**Task instructions**
Report every line of the entries that contains the word "format".

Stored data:
═══

//! SQLite boundary: raw cell values in, typed parameters out.
//!
//! The driver executes every statement; this module only maps values across
//! the boundary and feeds result sets through [`RowShape`].

use rusqlite::types::{ToSql, ToSqlOutput, Value as SqlValue, ValueRef};
use rusqlite::{Connection, Statement};
use serde::Serialize;
use tracing::debug;

use crate::coerce::{parse, FromValue, ToValue};
use crate::error::{Error, Result};
use crate::format;
use crate::record::{Record, RowShape};
use crate::value::Value;

/// Name of the single parameter bound by [`Params::data`].
pub const DATA_PARAM: &str = "@Data";

impl From<ValueRef<'_>> for Value {
    fn from(value: ValueRef<'_>) -> Self {
        match value {
            ValueRef::Null => Self::DbNull,
            ValueRef::Integer(v) => Self::I64(v),
            ValueRef::Real(v) => Self::F64(v),
            ValueRef::Text(v) => Self::Text(String::from_utf8_lossy(v).into_owned()),
            ValueRef::Blob(v) => Self::Binary(v.to_vec()),
        }
    }
}

fn conversion_failure(err: impl std::error::Error + Send + Sync + 'static) -> rusqlite::Error {
    rusqlite::Error::ToSqlConversionFailure(Box::new(err))
}

impl ToSql for Value {
    fn to_sql(&self) -> rusqlite::Result<ToSqlOutput<'_>> {
        let value = match self {
            Self::Null | Self::DbNull => SqlValue::Null,
            Self::Bool(v) => SqlValue::Integer(i64::from(*v)),
            Self::I8(v) => SqlValue::Integer(i64::from(*v)),
            Self::I16(v) => SqlValue::Integer(i64::from(*v)),
            Self::I32(v) => SqlValue::Integer(i64::from(*v)),
            Self::I64(v) => SqlValue::Integer(*v),
            Self::U8(v) => SqlValue::Integer(i64::from(*v)),
            Self::U16(v) => SqlValue::Integer(i64::from(*v)),
            Self::U32(v) => SqlValue::Integer(i64::from(*v)),
            Self::U64(v) => SqlValue::Integer(i64::try_from(*v).map_err(conversion_failure)?),
            Self::F32(v) => SqlValue::Real(f64::from(*v)),
            Self::F64(v) => SqlValue::Real(*v),
            Self::Text(v) => return Ok(ToSqlOutput::Borrowed(ValueRef::Text(v.as_bytes()))),
            Self::Binary(v) => return Ok(ToSqlOutput::Borrowed(ValueRef::Blob(v))),
            Self::Json(node) => SqlValue::Text(node.to_string()),
            other => SqlValue::Text(format::serialize(other).map_err(conversion_failure)?),
        };
        Ok(ToSqlOutput::Owned(value))
    }
}

/// Parameter bindings for SQL queries, in insertion order.
#[derive(Debug, Default, Clone, PartialEq)]
pub struct Params {
    values: Vec<(String, Value)>,
}

impl Params {
    /// Create a new Params object
    pub fn new() -> Self {
        Self::default()
    }

    /// Add a named value. Bare names get a `:` prefix.
    pub fn with_value(mut self, name: &str, value: impl Into<Value>) -> Self {
        self.values.push((normalize(name), value.into()));
        self
    }

    /// Add any [`ToValue`], e.g. an enum member or a [`Json`](crate::Json) wrapper.
    pub fn with<T: ToValue + ?Sized>(self, name: &str, value: &T) -> Result<Self> {
        Ok(self.with_value(name, value.to_value()?))
    }

    /// Add a serializable value. Scalars bind as themselves; arrays and
    /// objects bind as JSON document text.
    pub fn with_json<T: Serialize + ?Sized>(self, name: &str, value: &T) -> Result<Self> {
        let node = serde_json::to_value(value)
            .map_err(|e| Error::structural(std::any::type_name::<T>(), e))?;
        Ok(self.with_value(name, json_param(node)))
    }

    /// A single `@Data` parameter holding `value`, see [`Params::with_json`].
    pub fn data<T: Serialize + ?Sized>(value: &T) -> Result<Self> {
        Self::new().with_json(DATA_PARAM, value)
    }

    /// One parameter per field of a serializable struct.
    ///
    /// Nested arrays and objects are bound as JSON text.
    pub fn from_serialize<T: Serialize + ?Sized>(value: &T) -> Result<Self> {
        let target = std::any::type_name::<T>();
        let node = serde_json::to_value(value).map_err(|e| Error::structural(target, e))?;
        let serde_json::Value::Object(fields) = node else {
            return Err(Error::structural_msg(target, "expected a struct or map"));
        };
        Ok(fields.into_iter().fold(Self::new(), |params, (name, field)| {
            params.with_value(&name, json_param(field))
        }))
    }

    pub fn len(&self) -> usize {
        self.values.len()
    }

    pub fn is_empty(&self) -> bool {
        self.values.is_empty()
    }

    /// Bound value for `name`, which is normalized like on insertion.
    pub fn get(&self, name: &str) -> Option<&Value> {
        let name = normalize(name);
        self.values.iter().find(|(n, _)| *n == name).map(|(_, v)| v)
    }

    pub fn iter(&self) -> impl Iterator<Item = (&str, &Value)> {
        self.values.iter().map(|(n, v)| (n.as_str(), v))
    }
}

fn normalize(name: &str) -> String {
    if name.starts_with([':', '@', '$', '?']) {
        name.to_owned()
    } else {
        format!(":{name}")
    }
}

fn json_param(node: serde_json::Value) -> Value {
    match node {
        serde_json::Value::Null => Value::Null,
        serde_json::Value::Bool(v) => Value::Bool(v),
        serde_json::Value::Number(n) => match (n.as_i64(), n.as_u64()) {
            (Some(v), _) => Value::I64(v),
            (None, Some(v)) => Value::U64(v),
            _ => n.as_f64().map_or(Value::Null, Value::F64),
        },
        serde_json::Value::String(v) => Value::Text(v),
        other => Value::Json(other),
    }
}

/// SQL Query with typed parameters
#[derive(Debug, Clone, PartialEq)]
pub struct SqlQuery {
    pub statement: String,
    pub params: Params,
}

impl SqlQuery {
    pub fn new(statement: &str) -> Self {
        Self {
            statement: statement.to_string(),
            params: Params::new(),
        }
    }

    pub fn with_params(mut self, params: Params) -> Self {
        self.params = params;
        self
    }
}

impl From<&str> for SqlQuery {
    fn from(statement: &str) -> Self {
        Self::new(statement)
    }
}

/// Typed reads and writes on a SQLite connection.
pub trait ConnectionExt {
    /// Execute a statement, returning the number of rows changed.
    fn exec(&self, query: &SqlQuery) -> Result<usize>;

    /// First column of the first row, coerced to `T`; `default` when the
    /// statement returns no columns or no rows, or the cell is NULL.
    fn scalar<T: FromValue>(&self, query: &SqlQuery, default: T) -> Result<T>;

    /// Project every row of the result onto `T`.
    fn read<T: Record>(&self, query: &SqlQuery) -> Result<Vec<T>>;
}

impl ConnectionExt for Connection {
    fn exec(&self, query: &SqlQuery) -> Result<usize> {
        let mut statement = prepare(self, query)?;
        let changed = statement.raw_execute()?;
        debug!(changed, "statement executed");
        Ok(changed)
    }

    fn scalar<T: FromValue>(&self, query: &SqlQuery, default: T) -> Result<T> {
        let mut statement = prepare(self, query)?;
        if statement.column_count() == 0 {
            let changed = statement.raw_execute()?;
            debug!(changed, "statement returned no columns");
            return Ok(default);
        }
        let mut rows = statement.raw_query();
        let value = match rows.next()? {
            Some(row) => Value::from(row.get_ref(0)?),
            None => Value::Null,
        };
        parse(value, default)
    }

    fn read<T: Record>(&self, query: &SqlQuery) -> Result<Vec<T>> {
        let mut statement = prepare(self, query)?;
        let columns: Vec<String> = statement
            .column_names()
            .into_iter()
            .map(str::to_owned)
            .collect();

        let mut shape: Option<RowShape<T>> = None;
        let mut items = Vec::new();
        let mut rows = statement.raw_query();
        while let Some(row) = rows.next()? {
            let shape = shape.get_or_insert_with(|| RowShape::new(columns.as_slice()));
            let values = (0..columns.len())
                .map(|i| row.get_ref(i).map(Value::from))
                .collect::<rusqlite::Result<Vec<_>>>()?;
            items.push(shape.project(values)?);
        }
        debug!(rows = items.len(), "result set read");
        Ok(items)
    }
}

fn prepare<'c>(conn: &'c Connection, query: &SqlQuery) -> Result<Statement<'c>> {
    let mut statement = conn.prepare(&query.statement)?;
    for (name, value) in query.params.iter() {
        match statement.parameter_index(name)? {
            Some(index) => statement.raw_bind_parameter(index, value)?,
            None => debug!(parameter = name, "not used by statement, skipped"),
        }
    }
    Ok(statement)
}
impl FromValue for f64 {
    const KIND: Kind = Kind::F64;

    fn from_native(value: Value) -> Result<Self> {
        to_f64(&value, Self::type_name())
    }

    fn from_json(node: serde_json::Value) -> Result<Self> {
        from_json_node(node)
    }
}

impl FromValue for f32 {
    const KIND: Kind = Kind::F32;

    fn from_native(value: Value) -> Result<Self> {
        if let Value::F32(v) = value {
            return Ok(v);
        }
        let wide = to_f64(&value, Self::type_name())?;
        let narrow = wide as f32;
        if f64::from(narrow) == wide || (narrow.is_nan() && wide.is_nan()) {
            Ok(narrow)
        } else {
            Err(Error::out_of_range(&value, Self::type_name()))
        }
    }

    fn from_json(node: serde_json::Value) -> Result<Self> {
        from_json_node(node)
    }
}

impl FromValue for Decimal {
    const KIND: Kind = Kind::Decimal;

    fn from_native(value: Value) -> Result<Self> {
        let converted = match value {
            Value::Decimal(d) => return Ok(d),
            Value::F32(v) => Decimal::from_f32(v),
            Value::F64(v) => Decimal::from_f64(v),
            ref other => Decimal::from_i128(to_i128(other, Self::type_name())?),
        };
        converted.ok_or_else(|| Error::out_of_range(&value, Self::type_name()))
    }

    fn from_json(node: serde_json::Value) -> Result<Self> {
        from_json_node(node)
    }
}

impl FromValue for bool {
    const KIND: Kind = Kind::Bool;

    fn from_native(value: Value) -> Result<Self> {
        match value {
            Value::Bool(v) => Ok(v),
            Value::F32(v) => Ok(v != 0.0),
            Value::F64(v) => Ok(v != 0.0),
            Value::Decimal(d) => Ok(!d.is_zero()),
            ref other => to_i128(other, Self::type_name()).map(|v| v != 0),
        }
    }

    fn from_json(node: serde_json::Value) -> Result<Self> {
        from_json_node(node)
    }
}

═══

**Reply to the task**
use crate::format;
            other => SqlValue::Text(format::serialize(other).map_err(conversion_failure)?),
        format!(":{name}")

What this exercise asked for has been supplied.